Government owned all commercial activity to the extent that political decisions were superimposed on logical economics. Whatever the history domestically as well as regionally – and there is a lot of it for and against – it is the future that prompts a rethink of economic value. Market driven economics gives private markets the power to assess a nation’s economic viability. That viability, one way or another, must fit into the function of the international financial architecture.
For example, Namibia recently reported having oil reserves. Thereafter, the Organization of Petroleum Exporting Countries (OPEC) announced the possibility of a partnership with Namibia (according to a Reuters report of April 24, 2024). Of course, oil is unlike other precious resources largely because it has a widely respected cartel in OPEC that looks out for the interests of member states. Nations can opt out if they wish; but the message being communicated by Namibia is that it prefers the stability, credibility and reach of OPEC to co-manage this valuable resource now, than go it alone.
Botswana has done the same with its diamonds, partnering with DeBeers. All these partnerships largely depend on ultimate beneficiary outcomes, especially for the nation state. In fact, over time, Botswana has renegotiated its agreement with DeBeers so that its share of wallet from its own resources increases appreciably. These agreements with global cartels do have their upside and downside.
For example, the London Metal Exchange (LME) was not much favourable to copper producing countries until the resurgence of China reasserted the “internal value” of the metal. That increased demand translated into better returns for Zambia after 2006. For reiteration, the importance of having precious minerals lies in their ability to generate beneficial returns to the country, by and large. At this point, if nationalisation can generate unselfish economic returns to its citizens, then so be it.
Privatisation does not curtail government’s role in resource management; on the contrary, government begins to appreciate the value of the asset directly through either shareholding or taxation and other policy. To put it practically, if a nation can generate viable returns from oil outside OPEC, or diamonds away from DeBeers then it should be supported. Zambia, like other copper producing nations benefitted more from China than the LME in recent times. These are difficult decisions, but ultimately it is the citizens that must benefit from the value of the resource.

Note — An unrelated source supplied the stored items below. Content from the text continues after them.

//! Presentation of Open-Meteo weather codes.
//!
//! Every code maps to a Spanish label and to one [`Condition`] category, which
//! carries the short symbol shown on hourly cards. Both lookups are total:
//! codes outside the table fall back to the unknown label and symbol.

const UNKNOWN_LABEL: &str = "Condición desconocida";

#[derive(Debug, Clone, Copy, PartialEq, Eq)]
pub enum Condition {
    Clear,
    PartlyCloudy,
    Overcast,
    Drizzle,
    Rain,
    Snow,
    Thunderstorm,
    Unknown,
}

impl Condition {
    /// Fog (45, 48) has a label but no symbol group, so it lands in `Unknown`.
    pub fn from_code(code: i32) -> Self {
        match code {
            0 => Self::Clear,
            1 | 2 => Self::PartlyCloudy,
            3 => Self::Overcast,
            51 | 53 | 55 => Self::Drizzle,
            61 | 63 | 65 | 80 | 81 | 82 => Self::Rain,
            71 | 73 | 75 => Self::Snow,
            95 | 96 | 99 => Self::Thunderstorm,
            _ => Self::Unknown,
        }
    }

    pub fn symbol(&self) -> &'static str {
        match self {
            Self::Clear => "☀️",
            Self::PartlyCloudy => "🌤️",
            Self::Overcast => "☁️",
            Self::Drizzle => "🌦️",
            Self::Rain => "🌧️",
            Self::Snow => "❄️",
            Self::Thunderstorm => "⛈️",
            Self::Unknown => "ℹ️",
        }
    }
}

/// Label for a weather code, `"Condición desconocida"` when the code is not known.
pub fn label(code: i32) -> &'static str {
    match code {
        0 => "Despejado",
        1 => "Mayormente despejado",
        2 => "Parcialmente nublado",
        3 => "Nublado",
        45 => "Niebla",
        48 => "Niebla con escarcha",
        51 => "Llovizna débil",
        53 => "Llovizna",
        55 => "Llovizna intensa",
        61 => "Lluvia débil",
        63 => "Lluvia",
        65 => "Lluvia intensa",
        71 => "Nieve débil",
        73 => "Nieve",
        75 => "Nieve intensa",
        80 => "Chubascos débiles",
        81 => "Chubascos",
        82 => "Chubascos intensos",
        95 => "Tormenta",
        96 => "Tormenta con granizo",
        99 => "Tormenta fuerte con granizo",
        _ => UNKNOWN_LABEL,
    }
}

#[derive(Debug, Clone, Copy, PartialEq, Eq)]
pub struct Classification {
    pub label: &'static str,
    pub symbol: &'static str,
}

impl Classification {
    /// Used when the provider sends no code at all.
    pub const UNKNOWN: Classification = Classification {
        label: UNKNOWN_LABEL,
        symbol: "ℹ️",
    };
}

pub fn classify(code: i32) -> Classification {
    Classification {
        label: label(code),
        symbol: Condition::from_code(code).symbol(),
    }
}

#[cfg(test)]
mod tests {
    use super::*;

    const TABLE: [(i32, &str, Condition); 21] = [
        (0, "Despejado", Condition::Clear),
        (1, "Mayormente despejado", Condition::PartlyCloudy),
        (2, "Parcialmente nublado", Condition::PartlyCloudy),
        (3, "Nublado", Condition::Overcast),
        (45, "Niebla", Condition::Unknown),
        (48, "Niebla con escarcha", Condition::Unknown),
        (51, "Llovizna débil", Condition::Drizzle),
        (53, "Llovizna", Condition::Drizzle),
        (55, "Llovizna intensa", Condition::Drizzle),
        (61, "Lluvia débil", Condition::Rain),
        (63, "Lluvia", Condition::Rain),
        (65, "Lluvia intensa", Condition::Rain),
        (71, "Nieve débil", Condition::Snow),
        (73, "Nieve", Condition::Snow),
        (75, "Nieve intensa", Condition::Snow),
        (80, "Chubascos débiles", Condition::Rain),
        (81, "Chubascos", Condition::Rain),
        (82, "Chubascos intensos", Condition::Rain),
        (95, "Tormenta", Condition::Thunderstorm),
        (96, "Tormenta con granizo", Condition::Thunderstorm),
        (99, "Tormenta fuerte con granizo", Condition::Thunderstorm),
    ];

    #[test]
    fn test_known_codes() {
        for (code, expected_label, condition) in TABLE {
            let c = classify(code);
            assert_eq!(c.label, expected_label, "label for code {code}");
            assert_eq!(c.symbol, condition.symbol(), "symbol for code {code}");
            assert_eq!(Condition::from_code(code), condition);
        }
    }

    #[test]
    fn test_category_symbols() {
        assert_eq!(classify(0).symbol, "☀️");
        assert_eq!(classify(2).symbol, "🌤️");
        assert_eq!(classify(3).symbol, "☁️");
        assert_eq!(classify(53).symbol, "🌦️");
        assert_eq!(classify(80).symbol, "🌧️");
        assert_eq!(classify(75).symbol, "❄️");
        assert_eq!(classify(96).symbol, "⛈️");
    }

    #[test]
    fn test_fog_has_label_but_unknown_symbol() {
        assert_eq!(classify(45).label, "Niebla");
        assert_eq!(classify(45).symbol, "ℹ️");
    }

    #[test]
    fn test_unknown_codes() {
        for code in [9999, -1, 4, 56, 77, i32::MAX, i32::MIN] {
            let c = classify(code);
            assert_eq!(c.label, "Condición desconocida");
            assert_eq!(c, Classification::UNKNOWN);
        }
    }
}
use thiserror::Error;

/// Errors raised around the forecast fetch, configuration and terminal.
#[derive(Debug, Error)]
pub enum WeatherError {
    #[error("Network error: {0}")]
    Network(#[from] reqwest::Error),

    #[error("Forecast request to {url} failed with status {status}")]
    Status { status: u16, url: String },

    #[error("Parse error: {0}")]
    Parse(String),

    #[error("Configuration error: {0}")]
    Config(String),

    #[error("IO error: {0}")]
    Io(#[from] std::io::Error),
}

impl WeatherError {
    /// Message suitable for the screen. Details go to the log.
    pub fn user_message(&self) -> &'static str {
        match self {
            WeatherError::Network(_) | WeatherError::Status { .. } | WeatherError::Parse(_) => {
                "No se ha podido cargar el tiempo."
            }
            WeatherError::Config(_) => "La configuración no es válida.",
            WeatherError::Io(_) => "Error de entrada/salida.",
        }
    }
}

impl From<serde_json::Error> for WeatherError {
    fn from(err: serde_json::Error) -> Self {
        WeatherError::Parse(err.to_string())
    }
}

impl From<toml::de::Error> for WeatherError {
    fn from(err: toml::de::Error) -> Self {
        WeatherError::Config(err.to_string())
    }
}

pub type Result<T> = std::result::Result<T, WeatherError>;

#[cfg(test)]
mod tests {
    use super::*;

    #[test]
    fn test_fetch_failures_share_message() {
        let status = WeatherError::Status {
            status: 503,
            url: "http://localhost/forecast".into(),
        };
        let parse = WeatherError::Parse("expected value".into());
        assert_eq!(status.user_message(), "No se ha podido cargar el tiempo.");
        assert_eq!(parse.user_message(), status.user_message());
    }

    #[test]
    fn test_display_keeps_details() {
        let err = WeatherError::Status {
            status: 404,
            url: "http://localhost/forecast".into(),
        };
        assert_eq!(
            err.to_string(),
            "Forecast request to http://localhost/forecast failed with status 404"
        );
    }

    #[test]
    fn test_json_error_conversion() {
        let json_err = serde_json::from_str::<serde_json::Value>("{").unwrap_err();
        let err: WeatherError = json_err.into();
        assert!(matches!(err, WeatherError::Parse(_)));
    }
}
use std::path::PathBuf;

use clap::builder::{styling::AnsiColor, Styles};
use clap::Parser;

const ABOUT: &str = "Open-Meteo weather TUI";

const LONG_ABOUT: &str = "
TUI for viewing the weather forecast of a single location, sourced from Open-Meteo.

Shows current conditions (with an apparent \"feels like\" temperature), the next hours as a
scrollable carousel and the coming days. The location defaults to Carballo and can be changed in
the configuration file or with the flags below.

Keys: Left/Right scroll the hourly forecast, r refreshes, q quits.
";

const STYLES: Styles = Styles::styled()
    .header(AnsiColor::Yellow.on_default())
    .usage(AnsiColor::Green.on_default())
    .literal(AnsiColor::Green.on_default())
    .placeholder(AnsiColor::Green.on_default());

#[derive(Parser, Debug)]
#[command(version, styles=STYLES, about=ABOUT, long_about = LONG_ABOUT)]
pub struct Args {
    #[arg(long, help = "Configuration file (default: <config dir>/tiempo/config.toml)")]
    pub config: Option<PathBuf>,

    #[arg(long, help = "Location name shown in the headline")]
    pub name: Option<String>,

    #[arg(long, help = "Latitude in decimal degrees")]
    pub latitude: Option<f64>,

    #[arg(long, help = "Longitude in decimal degrees")]
    pub longitude: Option<f64>,

    #[arg(long, help = "Number of hours in the hourly forecast")]
    pub hours: Option<usize>,

    #[arg(long, help = "Number of days in the daily forecast")]
    pub days: Option<usize>,

    #[arg(long, help = "Print a text report once instead of starting the TUI")]
    pub plain: bool,

    #[arg(long, help = "Log file for the TUI (default: <cache dir>/tiempo/tiempo.log)")]
    pub log_file: Option<PathBuf>,
}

For a country, wealth is measured variously but most prominently through the stability of the financial system. That is, the ability of the financial sector to generate transactional value within the economy on one hand, and the contribution of the real sector to economic growth on the other. After much reflection, poverty and economic potential are much the same thing. Poverty is reality, while economic potential is merely an intention to eliminate or leave poverty behind. It takes collective leadership across the board to make bold decisions that can be unpopular in their current environment.
China serves as a recent example of visionary collective leadership. Botswana has been that country for a while and even Libya before its near obliteration. These nations grew from utilising organic capital, both mental and natural. Challenges will always be there, but the collective resolve of the leaders should help spur economic emancipation and bring about progress for the better interest of the citizenry.